Expertise versus esperteza

A elite empresarial, mais que voraz dotada de faro de abutre, não esperou. Antes de conferir totalmente os ganhos proporcionados pela covid-19, apresenta suas garras afiadas. Festejando a contragosto a contribuição dos cientistas e médicos brasileiros que impedem mortandade ainda maior, põe a expertise dos profissionais para concorrer com sua jamais desmentida e desmedida esperteza. Proposta de importar vacinas e doar metade delas ao poder público, com a promessa de usar a outra metade na imunização dos seus próprios empregados (quase escrevo explorados) não consegue esconder o que isso significa.
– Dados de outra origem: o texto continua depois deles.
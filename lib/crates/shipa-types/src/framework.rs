//! Framework (pool) configuration tree served by `frameworks-config`.

use serde::{Deserialize, Serialize};

use crate::network::NetworkPolicyConfig;

/// Framework configuration. The API keys the name as `shipaFramework`;
/// manifests use `name`.
#[derive(Debug, Clone, Default, PartialEq, Serialize, Deserialize)]
#[serde(default)]
pub struct PoolConfig {
    #[serde(default, deserialize_with = "crate::null_as_default", rename = "shipaFramework", alias = "name")]
    pub name: String,
    #[serde(skip_serializing_if = "Option::is_none")]
    pub resources: Option<PoolResources>,
}

#[derive(Debug, Clone, Default, PartialEq, Serialize, Deserialize)]
#[serde(default)]
pub struct PoolResources {
    #[serde(skip_serializing_if = "Option::is_none")]
    pub general: Option<PoolGeneral>,
    #[serde(rename = "shipaNode", skip_serializing_if = "Option::is_none")]
    pub node: Option<PoolNode>,
}

#[derive(Debug, Clone, Default, PartialEq, Serialize, Deserialize)]
#[serde(default, rename_all = "camelCase")]
pub struct PoolNode {
    #[serde(default, deserialize_with = "crate::null_as_default", skip_serializing_if = "Vec::is_empty")]
    pub drivers: Vec<String>,
    #[serde(skip_serializing_if = "Option::is_none")]
    pub auto_scale: Option<PoolAutoScale>,
}

/// Node autoscaler bounds.
#[derive(Debug, Clone, Default, PartialEq, Serialize, Deserialize)]
#[serde(default, rename_all = "camelCase")]
pub struct PoolAutoScale {
    pub max_container: i64,
    pub max_memory: i64,
    pub scale_down: f64,
    pub rebalance: bool,
}

#[derive(Debug, Clone, Default, PartialEq, Serialize, Deserialize)]
#[serde(default, rename_all = "camelCase")]
pub struct PoolGeneral {
    #[serde(skip_serializing_if = "Option::is_none")]
    pub setup: Option<PoolSetup>,
    #[serde(skip_serializing_if = "Option::is_none")]
    pub plan: Option<PoolPlan>,
    #[serde(skip_serializing_if = "Option::is_none")]
    pub security: Option<PoolSecurity>,
    #[serde(skip_serializing_if = "Option::is_none")]
    pub access: Option<PoolServiceAccess>,
    #[serde(skip_serializing_if = "Option::is_none")]
    pub services: Option<PoolServiceAccess>,
    #[serde(default, deserialize_with = "crate::null_as_default", skip_serializing_if = "String::is_empty")]
    pub router: String,
    #[serde(default, deserialize_with = "crate::null_as_default", skip_serializing_if = "Vec::is_empty")]
    pub volumes: Vec<String>,
    #[serde(skip_serializing_if = "Option::is_none")]
    pub container_policy: Option<PoolContainerPolicy>,
    #[serde(skip_serializing_if = "Option::is_none")]
    pub node_selectors: Option<NodeSelectors>,
    #[serde(skip_serializing_if = "Option::is_none")]
    pub pod_auto_scaler: Option<PodAutoScaler>,
    #[serde(skip_serializing_if = "Option::is_none")]
    pub domain_policy: Option<DomainPolicy>,
    #[serde(skip_serializing_if = "Option::is_none")]
    pub app_auto_discovery: Option<AppAutoDiscovery>,
    #[serde(skip_serializing_if = "Option::is_none")]
    pub network_policy: Option<PoolNetworkPolicy>,
}

#[derive(Debug, Clone, Default, PartialEq, Eq, Serialize, Deserialize)]
#[serde(default, rename_all = "camelCase")]
pub struct AppAutoDiscovery {
    #[serde(default, deserialize_with = "crate::null_as_default", skip_serializing_if = "Vec::is_empty")]
    pub app_selector: Vec<AppSelectorLabels>,
    #[serde(default, deserialize_with = "crate::null_as_default", skip_serializing_if = "String::is_empty")]
    pub suffix: String,
}

#[derive(Debug, Clone, Default, PartialEq, Eq, Serialize, Deserialize)]
#[serde(default)]
pub struct AppSelectorLabels {
    #[serde(default, deserialize_with = "crate::null_as_default", skip_serializing_if = "String::is_empty")]
    pub label: String,
}

#[derive(Debug, Clone, Default, PartialEq, Eq, Serialize, Deserialize)]
#[serde(default, rename_all = "camelCase")]
pub struct DomainPolicy {
    #[serde(default, deserialize_with = "crate::null_as_default", skip_serializing_if = "Vec::is_empty")]
    pub allowed_cnames: Vec<String>,
}

#[derive(Debug, Clone, Default, PartialEq, Eq, Serialize, Deserialize)]
#[serde(default, rename_all = "camelCase")]
pub struct PodAutoScaler {
    pub min_replicas: i64,
    pub max_replicas: i64,
    #[serde(rename = "targetCPUUtilizationPercentage")]
    pub target_cpu_utilization_percentage: i64,
    pub disable_app_override: bool,
}

#[derive(Debug, Clone, Default, PartialEq, Eq, Serialize, Deserialize)]
#[serde(default)]
pub struct NodeSelectors {
    #[serde(skip_serializing_if = "Option::is_none")]
    pub terms: Option<NodeSelectorsTerms>,
    pub strict: bool,
}

#[derive(Debug, Clone, Default, PartialEq, Eq, Serialize, Deserialize)]
#[serde(default)]
pub struct NodeSelectorsTerms {
    #[serde(default, deserialize_with = "crate::null_as_default", skip_serializing_if = "String::is_empty")]
    pub environment: String,
    #[serde(default, deserialize_with = "crate::null_as_default", skip_serializing_if = "String::is_empty")]
    pub os: String,
}

#[derive(Debug, Clone, Default, PartialEq, Eq, Serialize, Deserialize)]
#[serde(default, rename_all = "camelCase")]
pub struct PoolContainerPolicy {
    #[serde(default, deserialize_with = "crate::null_as_default", skip_serializing_if = "Vec::is_empty")]
    pub allowed_hosts: Vec<String>,
}

#[derive(Debug, Clone, Default, PartialEq, Eq, Serialize, Deserialize)]
#[serde(default)]
pub struct PoolServiceAccess {
    #[serde(default, deserialize_with = "crate::null_as_default", skip_serializing_if = "Vec::is_empty")]
    pub append: Vec<String>,
    #[serde(default, deserialize_with = "crate::null_as_default", skip_serializing_if = "Vec::is_empty")]
    pub blacklist: Vec<String>,
}

/// Image scan policy for apps deployed to the framework.
#[derive(Debug, Clone, Default, PartialEq, Eq, Serialize, Deserialize)]
#[serde(default, rename_all = "camelCase")]
pub struct PoolSecurity {
    pub disable_scan: bool,
    pub scan_platform_layers: bool,
    #[serde(default, deserialize_with = "crate::null_as_default", skip_serializing_if = "Vec::is_empty")]
    pub ignore_components: Vec<String>,
    #[serde(default, deserialize_with = "crate::null_as_default", rename = "ignoreCves", skip_serializing_if = "Vec::is_empty")]
    pub ignore_cves: Vec<String>,
}

#[derive(Debug, Clone, Default, PartialEq, Eq, Serialize, Deserialize)]
#[serde(default)]
pub struct PoolPlan {
    #[serde(default, deserialize_with = "crate::null_as_default", skip_serializing_if = "String::is_empty")]
    pub name: String,
}

#[derive(Debug, Clone, Default, PartialEq, Eq, Serialize, Deserialize)]
#[serde(default, rename_all = "camelCase")]
pub struct PoolSetup {
    pub default: bool,
    pub public: bool,
    #[serde(default, deserialize_with = "crate::null_as_default", skip_serializing_if = "String::is_empty")]
    pub provisioner: String,
    #[serde(default, deserialize_with = "crate::null_as_default", skip_serializing_if = "String::is_empty")]
    pub kubernetes_namespace: String,
}

#[derive(Debug, Clone, Default, PartialEq, Eq, Serialize, Deserialize)]
#[serde(default, rename_all = "camelCase")]
pub struct PoolNetworkPolicy {
    #[serde(skip_serializing_if = "Option::is_none")]
    pub ingress: Option<NetworkPolicyConfig>,
    #[serde(skip_serializing_if = "Option::is_none")]
    pub egress: Option<NetworkPolicyConfig>,
    pub disable_app_policies: bool,
}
Duas das consequências, dentre tantas outras, desse sonho empresarial: 1. Uma espécie de agressão à lista de prioridades do Plano Nacional de Imunização. Neste caso, que tal, para não furar a fila, admitir pessoas com mais de 70 anos? E aí, sim, imuniza-las. 2. Manter as empresas em funcionamento, à revelia das restrições impostas pelos que podem determiná-las. Ou seja, a “generosidade” objetiva encher cofres, cemitérios – se isso for necessário.

A proposta configura trágica e abjeta forma de outra das muitas parcerias público-privadas, de cujos maus resultados nem todos se dão conta. Ressalvem-se as empresas, que cedo superaram o entusiasmo inicial.